- _Your assignment_
Please output every record exactly, keeping each line as it is.

- _Material to process_
==========
#[cfg(test)]
mod tests {
    use super::*;

    fn raw(description: &str, category: Option<&str>, severity: Option<&str>) -> RawPainPoint {
        RawPainPoint {
            description: description.to_string(),
            category: category.map(str::to_string),
            severity: severity.map(str::to_string),
        }
    }

    #[test]
    fn test_clean_drops_empty_and_normalizes() {
        let cleaned = clean_pain_points(&[
            raw("   ", Some("precio"), None),
            raw("Precio  muy alto", Some("Pricing"), Some("ALTA")),
            raw("Nadie contesta, sin respuesta", None, None),
        ]);

        assert_eq!(cleaned.len(), 2);
        assert_eq!(cleaned[0].description, "Precio muy alto");
        assert_eq!(cleaned[0].category, PainCategory::Precio);
        assert_eq!(cleaned[0].severity, Severity::Alta);
        assert!((cleaned[0].impact - 0.8 * 0.7).abs() < 1e-9);
        assert_eq!(cleaned[1].category, PainCategory::Comunicacion);
        assert_eq!(cleaned[1].severity, Severity::Baja);
    }

    #[test]
    fn test_severity_from_context() {
        assert_eq!(severity_from_context("Es un fraude total"), Severity::Alta);
        assert_eq!(severity_from_context("Servicio pésimo"), Severity::Alta);
        assert_eq!(severity_from_context("un problema menor"), Severity::Media);
        assert_eq!(severity_from_context("algo lento"), Severity::Baja);
        assert_eq!(severity_from_context(""), Severity::Media);
    }

    #[test]
    fn test_detect_in_text_captures_context() {
        let text = "La atención fue lento y además es muy caro, horrible experiencia";
        let detected = detect_in_text(text);

        assert!(detected.iter().any(|p| p.category == PainCategory::Servicio));
        let price = detected
            .iter()
            .find(|p| p.category == PainCategory::Precio)
            .unwrap();
        assert!(price.description.contains("caro"));
        assert_eq!(price.severity, Severity::Alta);
        assert!(detected.iter().all(|p| p.origin == PainOrigin::Text));
    }

    #[test]
    fn test_detect_in_empty_text() {
        assert!(detect_in_text("  ").is_empty());
    }

    #[test]
    fn test_merge_dedupes_by_description_and_similarity() {
        let collaborator = clean_pain_points(&[
            raw("Demora en la entrega", Some("tiempo"), None),
            raw("demora  en la ENTREGA", Some("tiempo"), None),
        ]);
        let detected = vec![
            PainPoint {
                description: "demora en la entrega final".to_string(),
                category: PainCategory::Tiempo,
                severity: Severity::Media,
                impact: 0.3,
                origin: PainOrigin::Text,
            },
            PainPoint {
                description: "precio alto".to_string(),
                category: PainCategory::Precio,
                severity: Severity::Media,
                impact: 0.42,
                origin: PainOrigin::Text,
            },
        ];

        let merged = merge_pain_points(collaborator, detected, 0.7);
        assert_eq!(merged.len(), 2);
        assert_eq!(merged[0].origin, PainOrigin::Collaborator);
        assert_eq!(merged[1].description, "precio alto");
    }

    #[test]
    fn test_word_similarity() {
        assert_eq!(word_similarity("a b", "a b"), 1.0);
        assert_eq!(word_similarity("", "a"), 0.0);
        assert!((word_similarity("a b c", "a b d") - 0.5).abs() < 1e-9);
    }

    #[test]
    fn test_reconcile_ranks_and_caps() {
        let raw_points: Vec<RawPainPoint> = [
            ("uno", "tiempo", "baja"),
            ("dos", "servicio", "critica"),
            ("tres", "precio", "media"),
            ("cuatro", "calidad", "alta"),
            ("cinco", "personal", "baja"),
            ("seis", "producto", "media"),
        ]
        .iter()
        .map(|(d, c, s)| raw(d, Some(c), Some(s)))
        .collect();

        let outcome = reconcile_pain_points(&raw_points, "", &PainPointConfig::default());
        assert_eq!(outcome.points.len(), 5);
        assert_eq!(outcome.points[0].description, "dos");
        assert!(
            outcome
                .points
                .windows(2)
                .all(|w| w[0].impact >= w[1].impact)
        );
        assert_eq!(outcome.distribution.values().sum::<usize>(), 5);
        assert!(!outcome.points.iter().any(|p| p.description == "uno"));
    }

    #[test]
    fn test_aggregate_pain_points() {
        let a = clean_pain_points(&[raw("Precio alto", Some("precio"), Some("alta"))]);
        let b = clean_pain_points(&[
            raw("Precio alto", Some("precio"), Some("media")),
            raw("Servicio caído", Some("servicio"), Some("critica")),
        ]);
        let c: Vec<PainPoint> = Vec::new();

        let insights = aggregate([a.as_slice(), b.as_slice(), c.as_slice()]);
        assert_eq!(insights.total, 3);
        assert!((insights.average_per_comment - 1.0).abs() < 1e-9);
        assert_eq!(insights.most_problematic, Some(PainCategory::Precio));
        assert_eq!(insights.top[0].description, "Precio alto");
        assert_eq!(insights.top[0].count, 2);
        assert_eq!(insights.high_impact, 1);
    }
}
==========
- _Output below_
#[cfg(test)]
mod tests {
    use super::*;

    fn raw(description: &str, category: Option<&str>, severity: Option<&str>) -> RawPainPoint {
        RawPainPoint {
            description: description.to_string(),
            category: category.map(str::to_string),
            severity: severity.map(str::to_string),
        }
    }

    #[test]
    fn test_clean_drops_empty_and_normalizes() {
        let cleaned = clean_pain_points(&[
            raw("   ", Some("precio"), None),
            raw("Precio  muy alto", Some("Pricing"), Some("ALTA")),
            raw("Nadie contesta, sin respuesta", None, None),
        ]);

        assert_eq!(cleaned.len(), 2);
        assert_eq!(cleaned[0].description, "Precio muy alto");
        assert_eq!(cleaned[0].category, PainCategory::Precio);
        assert_eq!(cleaned[0].severity, Severity::Alta);
        assert!((cleaned[0].impact - 0.8 * 0.7).abs() < 1e-9);
        assert_eq!(cleaned[1].category, PainCategory::Comunicacion);
        assert_eq!(cleaned[1].severity, Severity::Baja);
    }

    #[test]
    fn test_severity_from_context() {
        assert_eq!(severity_from_context("Es un fraude total"), Severity::Alta);
        assert_eq!(severity_from_context("Servicio pésimo"), Severity::Alta);
        assert_eq!(severity_from_context("un problema menor"), Severity::Media);
        assert_eq!(severity_from_context("algo lento"), Severity::Baja);
        assert_eq!(severity_from_context(""), Severity::Media);
    }

    #[test]
    fn test_detect_in_text_captures_context() {
        let text = "La atención fue lento y además es muy caro, horrible experiencia";
        let detected = detect_in_text(text);

        assert!(detected.iter().any(|p| p.category == PainCategory::Servicio));
        let price = detected
            .iter()
            .find(|p| p.category == PainCategory::Precio)
            .unwrap();
        assert!(price.description.contains("caro"));
        assert_eq!(price.severity, Severity::Alta);
        assert!(detected.iter().all(|p| p.origin == PainOrigin::Text));
    }

    #[test]
    fn test_detect_in_empty_text() {
        assert!(detect_in_text("  ").is_empty());
    }

    #[test]
    fn test_merge_dedupes_by_description_and_similarity() {
        let collaborator = clean_pain_points(&[
            raw("Demora en la entrega", Some("tiempo"), None),
            raw("demora  en la ENTREGA", Some("tiempo"), None),
        ]);
        let detected = vec![
            PainPoint {
                description: "demora en la entrega final".to_string(),
                category: PainCategory::Tiempo,
                severity: Severity::Media,
                impact: 0.3,
                origin: PainOrigin::Text,
            },
            PainPoint {
                description: "precio alto".to_string(),
                category: PainCategory::Precio,
                severity: Severity::Media,
                impact: 0.42,
                origin: PainOrigin::Text,
            },
        ];

        let merged = merge_pain_points(collaborator, detected, 0.7);
        assert_eq!(merged.len(), 2);
        assert_eq!(merged[0].origin, PainOrigin::Collaborator);
        assert_eq!(merged[1].description, "precio alto");
    }

    #[test]
    fn test_word_similarity() {
        assert_eq!(word_similarity("a b", "a b"), 1.0);
        assert_eq!(word_similarity("", "a"), 0.0);
        assert!((word_similarity("a b c", "a b d") - 0.5).abs() < 1e-9);
    }

    #[test]
    fn test_reconcile_ranks_and_caps() {
        let raw_points: Vec<RawPainPoint> = [
            ("uno", "tiempo", "baja"),
            ("dos", "servicio", "critica"),
            ("tres", "precio", "media"),
            ("cuatro", "calidad", "alta"),
            ("cinco", "personal", "baja"),
            ("seis", "producto", "media"),
        ]
        .iter()
        .map(|(d, c, s)| raw(d, Some(c), Some(s)))
        .collect();

        let outcome = reconcile_pain_points(&raw_points, "", &PainPointConfig::default());
        assert_eq!(outcome.points.len(), 5);
        assert_eq!(outcome.points[0].description, "dos");
        assert!(
            outcome
                .points
                .windows(2)
                .all(|w| w[0].impact >= w[1].impact)
        );
        assert_eq!(outcome.distribution.values().sum::<usize>(), 5);
        assert!(!outcome.points.iter().any(|p| p.description == "uno"));
    }

    #[test]
    fn test_aggregate_pain_points() {
        let a = clean_pain_points(&[raw("Precio alto", Some("precio"), Some("alta"))]);
        let b = clean_pain_points(&[
            raw("Precio alto", Some("precio"), Some("media")),
            raw("Servicio caído", Some("servicio"), Some("critica")),
        ]);
        let c: Vec<PainPoint> = Vec::new();

        let insights = aggregate([a.as_slice(), b.as_slice(), c.as_slice()]);
        assert_eq!(insights.total, 3);
        assert!((insights.average_per_comment - 1.0).abs() < 1e-9);
        assert_eq!(insights.most_problematic, Some(PainCategory::Precio));
        assert_eq!(insights.top[0].description, "Precio alto");
        assert_eq!(insights.top[0].count, 2);
        assert_eq!(insights.high_impact, 1);
    }
}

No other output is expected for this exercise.